Work to complete
Take the data below and copy exactly the lines starting at the one with "use crate::kind::ElementKind;" and finishing at the one with "let dx = dispersion_integral(p.kx, l);", both included.

The input

..............................

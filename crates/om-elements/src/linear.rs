//! Linear (first-order) transfer matrices.
//!
//! All functions here work in the element frame; tilts are applied by
//! [`crate::Element::transfer_matrix`].

use crate::common::{
    EPSILON_STRENGTH, compaction_integral, dispersion_integral, principal_trajectories,
};
use crate::error::ElementResult;
use crate::kind::ElementKind;
use crate::reference::ReferenceParticle;
use om_core::units::constants::C_MPS;
use om_linalg::RMatrix;
use std::f64::consts::PI;

/// Parameters of a sector (bend/quadrupole/drift) body.
#[derive(Clone, Copy, Debug)]
pub struct SectorParams {
    pub length: f64,
    /// Geometric curvature of the reference orbit, enters path length terms.
    pub h: f64,
    /// Curvature multiplying δ in the dispersion terms.
    pub drive: f64,
    pub kx: f64,
    pub ky: f64,
    pub gamma: f64,
}

/// Combined function sector map over (x, x', y, y', z, δ).
pub fn sector_matrix(p: &SectorParams) -> RMatrix {
    let l = p.length;
    let (cx, sx) = principal_trajectories(p.kx, l);
    let (cy, sy) = principal_trajectories(p.ky, l);
    let dx = dispersion_integral(p.kx, l);

    let mut r = RMatrix::identity();
    r[(0, 0)] = cx;
    r[(0, 1)] = sx;
    r[(1, 0)] = -p.kx * sx;
    r[(1, 1)] = cx;
    r[(2, 2)] = cy;
    r[(2, 3)] = sy;
    r[(3, 2)] = -p.ky * sy;
    r[(3, 3)] = cy;

    r[(0, 5)] = p.drive * dx;
    r[(1, 5)] = p.drive * sx;
    r[(4, 0)] = -p.h * sx;
    r[(4, 1)] = -p.h * dx;
    r[(4, 5)] = l / (p.gamma * p.gamma) - p.h * p.h * compaction_integral(p.kx, l);
    r
}

pub fn drift_matrix(length: f64, gamma: f64) -> RMatrix {
    sector_matrix(&SectorParams {
        length,
        h: 0.0,
        drive: 0.0,
        kx: 0.0,
        ky: 0.0,
        gamma,
    })
}

/// Thin edge focusing of a sector bend with pole face rotation `edge`.
pub fn edge_matrix(h: f64, edge: f64) -> RMatrix {
    let mut r = RMatrix::identity();
    if h != 0.0 && edge != 0.0 {
        let t = h * edge.tan();
        r[(1, 0)] = t;
        r[(3, 2)] = -t;
    }
    r
}

/// Solenoid body with K = B_s / (2 Bρ).
pub fn solenoid_matrix(length: f64, k: f64, gamma: f64) -> RMatrix {
    if k.abs() < EPSILON_STRENGTH {
        return drift_matrix(length, gamma);
    }
    let (s, c) = (k * length).sin_cos();
    let sc = s * c;
    let mut r = RMatrix::identity();

    r[(0, 0)] = c * c;
    r[(0, 1)] = sc / k;
    r[(0, 2)] = sc;
    r[(0, 3)] = s * s / k;

    r[(1, 0)] = -k * sc;
    r[(1, 1)] = c * c;
    r[(1, 2)] = -k * s * s;
    r[(1, 3)] = sc;

    r[(2, 0)] = -sc;
    r[(2, 1)] = -s * s / k;
    r[(2, 2)] = c * c;
    r[(2, 3)] = sc / k;

    r[(3, 0)] = k * s * s;
    r[(3, 1)] = -sc;
    r[(3, 2)] = -k * sc;
    r[(3, 3)] = c * c;

    r[(4, 5)] = length / (gamma * gamma);
    r
}

/// Thin multipole: only the quadrupole term is linear.
pub fn thin_quadrupole_matrix(k1l: f64) -> RMatrix {
    let mut r = RMatrix::identity();
    r[(1, 0)] = -k1l;
    r[(3, 2)] = k1l;
    r
}

/// Energy change of the reference particle across an element, in MeV.
pub fn reference_energy_gain_mev(kind: &ElementKind, reference: &ReferenceParticle) -> f64 {
    match *kind {
        ElementKind::Cavity {
            voltage_mv,
            phase_rad,
            ..
        } => reference.charge().abs() * voltage_mv * phase_rad.cos(),
        ElementKind::Wakefield {
            loss_factor_v_per_pc,
            bunch_charge_pc,
            ..
        } => -reference.charge().abs() * loss_factor_v_per_pc * bunch_charge_pc * 1e-6,
        _ => 0.0,
    }
}

/// Energy slope dE/dz (MeV/m) seen by particles displaced by z.
pub fn energy_slope_mev_per_m(kind: &ElementKind, reference: &ReferenceParticle) -> f64 {
    match *kind {
        ElementKind::Cavity {
            voltage_mv,
            phase_rad,
            frequency_hz,
        } => {
            let k = rf_wavenumber(frequency_hz, reference);
            reference.charge().abs() * voltage_mv * k * phase_rad.sin()
        }
        ElementKind::Wakefield {
            slope_v_per_pc_m,
            bunch_charge_pc,
            ..
        } => -reference.charge().abs() * slope_v_per_pc_m * bunch_charge_pc * 1e-6,
        _ => 0.0,
    }
}

/// RF wavenumber 2πf/(βc) in 1/m.
pub fn rf_wavenumber(frequency_hz: f64, reference: &ReferenceParticle) -> f64 {
    2.0 * PI * frequency_hz / (reference.beta() * C_MPS)
}

/// Accelerating structure of length `length` between references `r0` and `r1`.
pub fn accelerating_matrix(
    length: f64,
    r0: &ReferenceParticle,
    r1: &ReferenceParticle,
    slope_mev_per_m: f64,
) -> RMatrix {
    let p0 = r0.momentum_mev();
    let p1 = r1.momentum_mev();
    let ratio = p0 / p1;

    let effective_length = if (p1 - p0).abs() <= 1e-12 * p0 {
        length
    } else {
        length * p0 / (p1 - p0) * (p1 / p0).ln()
    };

    let mut r = RMatrix::identity();
    r[(0, 1)] = effective_length;
    r[(1, 1)] = ratio;
    r[(2, 3)] = effective_length;
    r[(3, 3)] = ratio;
    r[(4, 5)] = length / (r0.gamma() * r1.gamma());
    r[(5, 4)] = slope_mev_per_m / (r1.beta() * p1);
    r[(5, 5)] = r0.beta() * p0 / (r1.beta() * p1);
    r
}

/// Linear body map of `kind` over `length` in the element frame.
///
/// `entry_edge`/`exit_edge` select whether the bend pole face rotations at
/// the ends are part of this piece.
pub fn body_matrix(
    kind: &ElementKind,
    length: f64,
    reference: &ReferenceParticle,
    entry_edge: bool,
    exit_edge: bool,
) -> ElementResult<RMatrix> {
    let gamma = reference.gamma();
    let m = match *kind {
        ElementKind::Drift
        | ElementKind::Sextupole { .. }
        | ElementKind::Corrector { .. }
        | ElementKind::Aperture { .. }
        | ElementKind::Scatterer { .. }
        | ElementKind::Instrument => drift_matrix(length, gamma),
        ElementKind::Bend {
            field_t,
            gradient_t_per_m,
            edge_in_rad,
            edge_out_rad,
        } => {
            let h = reference.normalize(field_t);
            let k1 = reference.normalize(gradient_t_per_m);
            let body = sector_matrix(&SectorParams {
                length,
                h,
                drive: h,
                kx: h * h + k1,
                ky: -k1,
                gamma,
            });
            let entry = if entry_edge {
                edge_matrix(h, edge_in_rad)
            } else {
                RMatrix::identity()
            };
            let exit = if exit_edge {
                edge_matrix(h, edge_out_rad)
            } else {
                RMatrix::identity()
            };
            exit * body * entry
        }
        ElementKind::Quadrupole { gradient_t_per_m } => {
            let k1 = reference.normalize(gradient_t_per_m);
            sector_matrix(&SectorParams {
                length,
                h: 0.0,
                drive: 0.0,
                kx: k1,
                ky: -k1,
                gamma,
            })
        }
        ElementKind::Multipole {
            ref field_integrals,
        } => {
            let k1l = field_integrals
                .get(1)
                .map(|b1| reference.normalize(*b1))
                .unwrap_or(0.0);
            thin_quadrupole_matrix(k1l)
        }
        ElementKind::Solenoid { field_t } => {
            let k = reference.normalize(field_t) / 2.0;
            solenoid_matrix(length, k, gamma)
        }
        ElementKind::Cavity { .. } | ElementKind::Wakefield { .. } => {
            let gain = reference_energy_gain_mev(kind, reference);
            let after = reference.with_kinetic(reference.kinetic_mev() + gain)?;
            let slope = energy_slope_mev_per_m(kind, reference);
            accelerating_matrix(length, reference, &after, slope)
        }
    };
    Ok(m)
}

..............................

Expected answer
use crate::kind::ElementKind;
use crate::reference::ReferenceParticle;
use om_core::units::constants::C_MPS;
use om_linalg::RMatrix;
use std::f64::consts::PI;

/// Parameters of a sector (bend/quadrupole/drift) body.
#[derive(Clone, Copy, Debug)]
pub struct SectorParams {
    pub length: f64,
    /// Geometric curvature of the reference orbit, enters path length terms.
    pub h: f64,
    /// Curvature multiplying δ in the dispersion terms.
    pub drive: f64,
    pub kx: f64,
    pub ky: f64,
    pub gamma: f64,
}

/// Combined function sector map over (x, x', y, y', z, δ).
pub fn sector_matrix(p: &SectorParams) -> RMatrix {
    let l = p.length;
    let (cx, sx) = principal_trajectories(p.kx, l);
    let (cy, sy) = principal_trajectories(p.ky, l);
    let dx = dispersion_integral(p.kx, l);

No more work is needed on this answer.